30 yılı aşkın Havacılık Emniyeti içinde yer almış Kaza/Olay Araştırma Uzmanı olarak görev yapmış bir kişi olarak bu erken ve yetkisiz açıklamaların sektörün gelişmesine hiçbir katkısı olmayacağı gibi kamuoyunda da yanlış anlamalara sebep olacağı aşikardır. Tabiidir ki ilgili resmi makamlarca yapılan açıklamaların havacılık dışındaki insanların da anlayabileceği bir şekilde paylaşılması doğaldır ve gereklidir. Bunu yaparken açıklamanın içeriğinde olmayan konuların yorumlanması en azından etik olmayacaktır.

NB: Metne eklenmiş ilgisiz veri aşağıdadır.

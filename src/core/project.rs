//! Project discovery and structure

use std::path::{Path, PathBuf};
use thiserror::Error;

use crate::core::team::TeamRoster;

/// Name of the project metadata directory
pub const PROJECT_DIR: &str = ".casebook";

/// Represents a casebook project
#[derive(Debug, Clone)]
pub struct Project {
    /// Root directory of the project (parent of .casebook/)
    root: PathBuf,
}

impl Project {
    /// Find project root by walking up from the current directory
    pub fn discover() -> Result<Self, ProjectError> {
        let current =
            std::env::current_dir().map_err(|e| ProjectError::IoError(e.to_string()))?;
        Self::discover_from(&current)
    }

    /// Find project root by walking up from the given directory
    pub fn discover_from(start: &Path) -> Result<Self, ProjectError> {
        let mut current = start
            .canonicalize()
            .map_err(|e| ProjectError::IoError(e.to_string()))?;

        loop {
            if current.join(PROJECT_DIR).is_dir() {
                return Ok(Self { root: current });
            }

            if !current.pop() {
                return Err(ProjectError::NotFound {
                    searched_from: start.to_path_buf(),
                });
            }
        }
    }

    /// Resolve the project from an explicit root or by discovery
    pub fn locate(explicit: Option<&Path>) -> Result<Self, ProjectError> {
        match explicit {
            Some(path) => Self::discover_from(path),
            None => Self::discover(),
        }
    }

    /// Create a new project structure at the given path
    pub fn init(path: &Path) -> Result<Self, ProjectError> {
        let root = path.canonicalize().unwrap_or_else(|_| path.to_path_buf());

        if root.join(PROJECT_DIR).exists() {
            return Err(ProjectError::AlreadyExists(root));
        }

        Self::write_skeleton(root)
    }

    /// Initialize even if .casebook/ exists; the database is kept
    pub fn init_force(path: &Path) -> Result<Self, ProjectError> {
        let root = path.canonicalize().unwrap_or_else(|_| path.to_path_buf());
        Self::write_skeleton(root)
    }

    fn write_skeleton(root: PathBuf) -> Result<Self, ProjectError> {
        let dir = root.join(PROJECT_DIR);
        std::fs::create_dir_all(&dir).map_err(|e| ProjectError::IoError(e.to_string()))?;

        std::fs::write(dir.join("config.yaml"), Self::default_config())
            .map_err(|e| ProjectError::IoError(e.to_string()))?;

        let team_path = dir.join("team.yaml");
        if !team_path.exists() {
            std::fs::write(&team_path, TeamRoster::default_template())
                .map_err(|e| ProjectError::IoError(e.to_string()))?;
        }

        Ok(Self { root })
    }

    fn default_config() -> &'static str {
        r#"# Casebook Project Configuration

# Username used by `casebook call` when --user is not given
# user: ""

# Log filter when CASEBOOK_LOG is unset (error, warn, info, debug, trace)
# log_level: warn

# How long a call waits on a locked database, in milliseconds
# busy_timeout_ms: 5000

# Default output format (auto, json, yaml, table)
# default_format: auto
"#
    }

    /// Get the project root directory
    pub fn root(&self) -> &Path {
        &self.root
    }

    /// Get the .casebook directory path
    pub fn meta_dir(&self) -> PathBuf {
        self.root.join(PROJECT_DIR)
    }

    pub fn config_path(&self) -> PathBuf {
        self.meta_dir().join("config.yaml")
    }

    pub fn team_path(&self) -> PathBuf {
        self.meta_dir().join("team.yaml")
    }

    pub fn database_path(&self) -> PathBuf {
        self.meta_dir().join("casebook.db")
    }
}

/// Errors that can occur during project operations
#[derive(Debug, Error)]
pub enum ProjectError {
    #[error("Not a casebook project (searched from {searched_from}). Run 'casebook init' first")]
    NotFound { searched_from: PathBuf },

    #[error("Project already exists at {0}")]
    AlreadyExists(PathBuf),

    #[error("IO error: {0}")]
    IoError(String),
}

#[cfg(test)]
mod tests {
    use super::*;
    use tempfile::tempdir;

    #[test]
    fn test_init_creates_layout() {
        let tmp = tempdir().unwrap();
        let project = Project::init(tmp.path()).unwrap();

        assert!(project.meta_dir().is_dir());
        assert!(project.config_path().is_file());
        assert!(project.team_path().is_file());
    }

    #[test]
    fn test_init_twice_fails() {
        let tmp = tempdir().unwrap();
        Project::init(tmp.path()).unwrap();
        assert!(matches!(
            Project::init(tmp.path()),
            Err(ProjectError::AlreadyExists(_))
        ));
        assert!(Project::init_force(tmp.path()).is_ok());
    }

    #[test]
    fn test_discover_from_subdirectory() {
        let tmp = tempdir().unwrap();
        let project = Project::init(tmp.path()).unwrap();
        let nested = tmp.path().join("a/b");
        std::fs::create_dir_all(&nested).unwrap();

        let found = Project::discover_from(&nested).unwrap();
        assert_eq!(found.root(), project.root());
    }

    #[test]
    fn test_discover_outside_project_fails() {
        let tmp = tempdir().unwrap();
        assert!(matches!(
            Project::discover_from(tmp.path()),
            Err(ProjectError::NotFound { .. })
        ));
    }
}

B737-8 MAX uçakları tarafından 5 ay içerisinde yaşanan iki kaza oldukça acı ve düşündürücüdür. Şu ana kadar yapılan resmi açıklamalardan kazaların birbirine benzer olduğu ve Boeing tarafından ilk kez bu tip uçaklarda kullanılan MCAS sisteminin hatalı bilgi üretmesinden kaynaklanabileceği anlaşılmaktadır. Bu yazılımın iyileştirilerek uçakların tekrar emniyetle uçabilmelerini sağlamak için çalışmaların devam ettiği, üretici İşletme ülkesi havacılık otoritesi ve hatta yargısı tarafından da soruşturmanın sürdürüldüğü bilgisi resmi açıklamalarda paylaşılmıştır.
Bütün bu bilgiler ışığında kişisel görüşüm her iki kazanın muhtemel kök nedeni olabilecek MCAS sisteminin B737 MAX uçakları kullanıcılara teslim edilmeden ilgili Boeing dokümanlarında yayınlanması ve gerekli farklılık eğitimlerinin ilgililerle paylaşılması gerekirdi ve maalesef bu gereklilik Boeing tarafından yerine getirilmemiştir. Bu aşamada kazanın nasıl olduğundan ziyade bu eksikliğin nedeninin sorgulanması çok daha önemlidir. İlgili ülke Kaza Araştırma Birimlerince araştırma safhası devam etmektedir.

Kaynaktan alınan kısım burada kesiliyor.